//! Common types used across the DocQA system

use serde::{Deserialize, Serialize};
use std::time::Duration;

use crate::GenerationConfig;

/// Configuration for retrying transient remote failures
#[derive(Debug, Clone, PartialEq, Serialize, Deserialize)]
pub struct RetryConfig {
    /// Total attempts including the first one
    pub max_attempts: u32,
    pub initial_backoff: Duration,
    pub max_backoff: Duration,
}

impl Default for RetryConfig {
    fn default() -> Self {
        Self {
            max_attempts: 3,
            initial_backoff: Duration::from_secs(1),
            max_backoff: Duration::from_secs(16),
        }
    }
}

impl RetryConfig {
    /// Delay before the attempt following `attempt` (1-based): doubles each
    /// time, capped at `max_backoff`, and never below `retry_after`.
    pub fn backoff_for(&self, attempt: u32, retry_after: Option<Duration>) -> Duration {
        let exponent = attempt.saturating_sub(1).min(16);
        let backoff = self
            .initial_backoff
            .saturating_mul(1u32 << exponent)
            .min(self.max_backoff);

        match retry_after {
            Some(wait) => backoff.max(wait),
            None => backoff,
        }
    }
}

/// Settings of a pipeline run
#[derive(Debug, Clone, PartialEq, Serialize, Deserialize)]
pub struct PipelineConfig {
    pub model_id: String,
    /// Number of passages retrieved per query
    pub top_k: usize,
    pub temperature: f32,
    /// Whether the groundedness prompt repeats the retrieved context
    pub evaluator_includes_context: bool,
    /// Limit for each model request attempt
    pub timeout: Duration,
}

impl Default for PipelineConfig {
    fn default() -> Self {
        Self {
            model_id: crate::DEFAULT_MODEL_ID.to_string(),
            top_k: 4,
            temperature: 0.0,
            evaluator_includes_context: true,
            timeout: Duration::from_secs(60),
        }
    }
}

impl PipelineConfig {
    /// Request settings shared by the answer and evaluation calls
    pub fn generation_config(&self) -> GenerationConfig {
        GenerationConfig {
            model_id: self.model_id.clone(),
            temperature: self.temperature,
            timeout: self.timeout,
            ..Default::default()
        }
    }
}
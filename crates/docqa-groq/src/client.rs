//! Groq chat-completion client implementation

use async_trait::async_trait;
use regex::Regex;
use reqwest::{Client, StatusCode, header::RETRY_AFTER};
use serde::{Deserialize, Serialize};
use std::sync::LazyLock;
use std::time::Duration;
use tokio::time::timeout;
use tracing::debug;

use docqa_core::{
    ChatMessage, Error, GenerationConfig, GenerationResult, LLMProvider, Result, RetryConfig,
};

use crate::config::GroqConfig;
use crate::retry::with_retry;

/// "Please try again in 1m2.5s" / "try again in 450ms"
static TRY_AGAIN_IN: LazyLock<Regex> = LazyLock::new(|| {
    Regex::new(r"try again in (?:(?P<min>\d+)m)?(?P<value>\d+(?:\.\d+)?)(?P<unit>ms|s)")
        .expect("valid retry-after pattern")
});

/// Groq client speaking the OpenAI-compatible chat completions API
pub struct GroqClient {
    config: GroqConfig,
    client: Client,
    retry: RetryConfig,
}

#[derive(Serialize)]
struct ChatCompletionRequest<'a> {
    model: &'a str,
    messages: &'a [ChatMessage],
    temperature: f32,
    #[serde(skip_serializing_if = "Option::is_none")]
    max_tokens: Option<u32>,
    stream: bool,
}

#[derive(Deserialize)]
struct ChatCompletionResponse {
    #[serde(default)]
    model: Option<String>,
    #[serde(default)]
    choices: Vec<Choice>,
    #[serde(default)]
    usage: Option<Usage>,
}

#[derive(Deserialize)]
struct Choice {
    message: ResponseMessage,
}

#[derive(Deserialize)]
struct ResponseMessage {
    #[serde(default)]
    content: Option<String>,
}

#[derive(Deserialize)]
struct Usage {
    total_tokens: u32,
}

#[derive(Deserialize)]
struct ErrorEnvelope {
    error: ErrorBody,
}

#[derive(Deserialize)]
struct ErrorBody {
    message: String,
}

impl GroqClient {
    /// Model constants
    pub const LLAMA_3_1_70B_VERSATILE: &'static str = "llama-3.1-70b-versatile";
    pub const LLAMA_3_3_70B_VERSATILE: &'static str = "llama-3.3-70b-versatile";
    pub const LLAMA_3_1_8B_INSTANT: &'static str = "llama-3.1-8b-instant";

    /// Create a new Groq client from configuration
    ///
    /// Fails with [`Error::Configuration`] when the configuration is unusable,
    /// e.g. the API key is missing.
    pub fn new(config: GroqConfig) -> Result<Self> {
        config.validate()?;

        let client = Client::builder()
            .timeout(config.timeout())
            .build()
            .map_err(|e| Error::Network(e.to_string()))?;

        Ok(Self {
            config,
            client,
            retry: RetryConfig::default(),
        })
    }

    /// Create a new Groq client from environment variables
    pub fn from_env() -> Result<Self> {
        let config = GroqConfig::from_env()?;
        Self::new(config)
    }

    /// Per-request timeout from `GROQ_TIMEOUT_SECS`
    pub fn timeout(&self) -> Duration {
        self.config.timeout()
    }

    /// Set the default model used when a request does not name one
    pub fn with_model(mut self, model_id: impl Into<String>) -> Self {
        self.config.model = model_id.into();
        self
    }

    fn build_request<'a>(
        &'a self,
        messages: &'a [ChatMessage],
        config: &'a GenerationConfig,
    ) -> ChatCompletionRequest<'a> {
        let model = if config.model_id.is_empty() {
            self.config.model.as_str()
        } else {
            config.model_id.as_str()
        };

        ChatCompletionRequest {
            model,
            messages,
            temperature: config.temperature,
            max_tokens: config.max_tokens,
            stream: false,
        }
    }

    /// Perform a single completion request
    async fn perform_completion(
        &self,
        messages: &[ChatMessage],
        config: &GenerationConfig,
    ) -> Result<GenerationResult> {
        let request = self.build_request(messages, config);
        let url = self.config.completions_url();

        debug!(url = %url, model = request.model, messages = messages.len(), "Sending Groq completion request");

        let response = self
            .client
            .post(&url)
            .bearer_auth(&self.config.api_key)
            .json(&request)
            .send()
            .await
            .map_err(map_transport_error)?;

        let status = response.status();
        let retry_after = response
            .headers()
            .get(RETRY_AFTER)
            .and_then(|value| value.to_str().ok())
            .map(str::to_owned);
        let body = response.text().await.map_err(map_transport_error)?;

        if !status.is_success() {
            return Err(map_http_error(status, retry_after.as_deref(), &body));
        }

        parse_response(&body, request.model)
    }
}

fn map_transport_error(err: reqwest::Error) -> Error {
    if err.is_timeout() {
        Error::Timeout(err.to_string())
    } else {
        Error::Network(err.to_string())
    }
}

/// Extract the completion text from a successful response body
fn parse_response(body: &str, requested_model: &str) -> Result<GenerationResult> {
    let response: ChatCompletionResponse = serde_json::from_str(body)
        .map_err(|e| Error::llm(format!("Malformed completion response: {}", e)))?;

    let text = response
        .choices
        .into_iter()
        .next()
        .and_then(|choice| choice.message.content)
        .ok_or_else(|| Error::llm("Completion response contained no message content"))?;

    Ok(GenerationResult {
        text,
        model_id: response.model.unwrap_or_else(|| requested_model.to_string()),
        tokens_used: response.usage.map(|usage| usage.total_tokens),
    })
}

/// Translate a non-success HTTP response into an [`Error`]
fn map_http_error(status: StatusCode, retry_after: Option<&str>, body: &str) -> Error {
    let message = serde_json::from_str::<ErrorEnvelope>(body)
        .map(|envelope| envelope.error.message)
        .unwrap_or_else(|_| body.trim().to_string());

    match status {
        StatusCode::UNAUTHORIZED | StatusCode::FORBIDDEN => {
            Error::Authentication(format!("Groq rejected the request ({}): {}", status, message))
        }
        StatusCode::TOO_MANY_REQUESTS => Error::RateLimited {
            retry_after: parse_retry_after(retry_after, &message),
        },
        status if status.is_server_error() => Error::LLMProvider {
            message: format!("Groq server error {}: {}", status, message),
            transient: true,
        },
        status => Error::llm(format!(
            "Groq API request failed with status {}: {}",
            status, message
        )),
    }
}

/// Delay requested by the server, from the `Retry-After` header or the error text
fn parse_retry_after(header: Option<&str>, message: &str) -> Option<Duration> {
    if let Some(secs) = header.and_then(|value| value.trim().parse::<f64>().ok()) {
        return Duration::try_from_secs_f64(secs).ok();
    }

    let captures = TRY_AGAIN_IN.captures(message)?;
    let minutes: f64 = captures
        .name("min")
        .and_then(|m| m.as_str().parse().ok())
        .unwrap_or(0.0);
    let value: f64 = captures.name("value")?.as_str().parse().ok()?;
    let seconds = match captures.name("unit").map(|m| m.as_str()) {
        Some("ms") => value / 1000.0,
        _ => value,
    };

    Duration::try_from_secs_f64(minutes * 60.0 + seconds).ok()
}

#[async_trait]
impl LLMProvider for GroqClient {
    async fn complete(
        &self,
        messages: &[ChatMessage],
        config: &GenerationConfig,
    ) -> Result<GenerationResult> {
        with_retry(&self.retry, "groq.complete", move || async move {
            match timeout(config.timeout, self.perform_completion(messages, config)).await {
                Ok(result) => result,
                Err(_) => Err(Error::Timeout(format!(
                    "No response from Groq within {}s",
                    config.timeout.as_secs()
                ))),
            }
        })
        .await
    }

    fn model_id(&self) -> &str {
        &self.config.model
    }
}

#[cfg(test)]
mod tests {
    use super::*;
    use docqa_core::PipelineConfig;
    use serde_json::json;

    fn client() -> GroqClient {
        GroqClient::new(GroqConfig::new("gsk_test")).unwrap()
    }

    #[test]
    fn test_new_rejects_missing_key() {
        let result = GroqClient::new(GroqConfig::new(""));
        assert!(matches!(result, Err(Error::Configuration(_))));
    }

    #[test]
    fn test_configured_timeout_reaches_pipeline_requests() {
        let config = GroqConfig {
            timeout_secs: 120,
            ..GroqConfig::new("gsk_test")
        };
        let client = GroqClient::new(config).unwrap();

        let pipeline = PipelineConfig {
            timeout: client.timeout(),
            ..Default::default()
        };

        assert_eq!(client.timeout(), Duration::from_secs(120));
        assert_eq!(pipeline.generation_config().timeout, Duration::from_secs(120));
    }

    #[test]
    fn test_request_body_is_deterministic() {
        let client = client();
        let messages = vec![ChatMessage::user("What is the refund policy?")];
        let config = GenerationConfig::default();

        let body = serde_json::to_value(client.build_request(&messages, &config)).unwrap();

        assert_eq!(
            body,
            json!({
                "model": "llama-3.1-70b-versatile",
                "messages": [{"role": "user", "content": "What is the refund policy?"}],
                "temperature": 0.0,
                "stream": false,
            })
        );
    }

    #[test]
    fn test_request_falls_back_to_client_model() {
        let client = client().with_model(GroqClient::LLAMA_3_1_8B_INSTANT);
        let messages = vec![ChatMessage::user("hi")];
        let config = GenerationConfig {
            model_id: String::new(),
            max_tokens: Some(16),
            ..Default::default()
        };

        let request = client.build_request(&messages, &config);
        assert_eq!(request.model, "llama-3.1-8b-instant");
        assert_eq!(request.max_tokens, Some(16));
        assert_eq!(client.model_id(), "llama-3.1-8b-instant");
    }

    #[test]
    fn test_parse_response() {
        let body = r#"{
            "model": "llama-3.1-70b-versatile",
            "choices": [{"index": 0, "message": {"role": "assistant", "content": "YES"}}],
            "usage": {"prompt_tokens": 40, "completion_tokens": 1, "total_tokens": 41}
        }"#;

        let result = parse_response(body, "requested").unwrap();
        assert_eq!(result.text, "YES");
        assert_eq!(result.model_id, "llama-3.1-70b-versatile");
        assert_eq!(result.tokens_used, Some(41));
    }

    #[test]
    fn test_parse_response_without_content() {
        let err = parse_response(r#"{"choices": []}"#, "m").unwrap_err();
        assert!(matches!(err, Error::LLMProvider { transient: false, .. }));

        let err = parse_response("<html>bad gateway</html>", "m").unwrap_err();
        assert!(matches!(err, Error::LLMProvider { .. }));
    }

    #[test]
    fn test_map_http_error() {
        let unauthorized = map_http_error(
            StatusCode::UNAUTHORIZED,
            None,
            r#"{"error": {"message": "Invalid API Key"}}"#,
        );
        assert!(matches!(unauthorized, Error::Authentication(ref m) if m.contains("Invalid API Key")));

        let limited = map_http_error(StatusCode::TOO_MANY_REQUESTS, Some("3"), "{}");
        assert_eq!(limited.retry_after(), Some(Duration::from_secs(3)));
        assert!(limited.is_transient());

        let overloaded = map_http_error(StatusCode::SERVICE_UNAVAILABLE, None, "overloaded");
        assert!(overloaded.is_transient());

        let bad_request = map_http_error(StatusCode::BAD_REQUEST, None, "model not found");
        assert!(!bad_request.is_transient());
    }

    #[test]
    fn test_parse_retry_after_from_message() {
        let message = "Rate limit reached for model `llama-3.1-70b-versatile`. Please try again in 1m2.5s.";
        assert_eq!(parse_retry_after(None, message), Some(Duration::from_millis(62_500)));

        assert_eq!(
            parse_retry_after(None, "Please try again in 450ms"),
            Some(Duration::from_millis(450))
        );
        assert_eq!(parse_retry_after(None, "slow down"), None);
        assert_eq!(
            parse_retry_after(Some("2"), "Please try again in 9s"),
            Some(Duration::from_secs(2))
        );
    }
}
———
## Exercise details
In the data above, find the line with "pub fn timeout(&self)" and the line with "successful response body". Retype both, plus every line between them, exactly.

## Solution to this problem
    pub fn timeout(&self) -> Duration {
        self.config.timeout()
    }

    /// Set the default model used when a request does not name one
    pub fn with_model(mut self, model_id: impl Into<String>) -> Self {
        self.config.model = model_id.into();
        self
    }

    fn build_request<'a>(
        &'a self,
        messages: &'a [ChatMessage],
        config: &'a GenerationConfig,
    ) -> ChatCompletionRequest<'a> {
        let model = if config.model_id.is_empty() {
            self.config.model.as_str()
        } else {
            config.model_id.as_str()
        };

        ChatCompletionRequest {
            model,
            messages,
            temperature: config.temperature,
            max_tokens: config.max_tokens,
            stream: false,
        }
    }

    /// Perform a single completion request
    async fn perform_completion(
        &self,
        messages: &[ChatMessage],
        config: &GenerationConfig,
    ) -> Result<GenerationResult> {
        let request = self.build_request(messages, config);
        let url = self.config.completions_url();

        debug!(url = %url, model = request.model, messages = messages.len(), "Sending Groq completion request");

        let response = self
            .client
            .post(&url)
            .bearer_auth(&self.config.api_key)
            .json(&request)
            .send()
            .await
            .map_err(map_transport_error)?;

        let status = response.status();
        let retry_after = response
            .headers()
            .get(RETRY_AFTER)
            .and_then(|value| value.to_str().ok())
            .map(str::to_owned);
        let body = response.text().await.map_err(map_transport_error)?;

        if !status.is_success() {
            return Err(map_http_error(status, retry_after.as_deref(), &body));
        }

        parse_response(&body, request.model)
    }
}

fn map_transport_error(err: reqwest::Error) -> Error {
    if err.is_timeout() {
        Error::Timeout(err.to_string())
    } else {
        Error::Network(err.to_string())
    }
}

/// Extract the completion text from a successful response body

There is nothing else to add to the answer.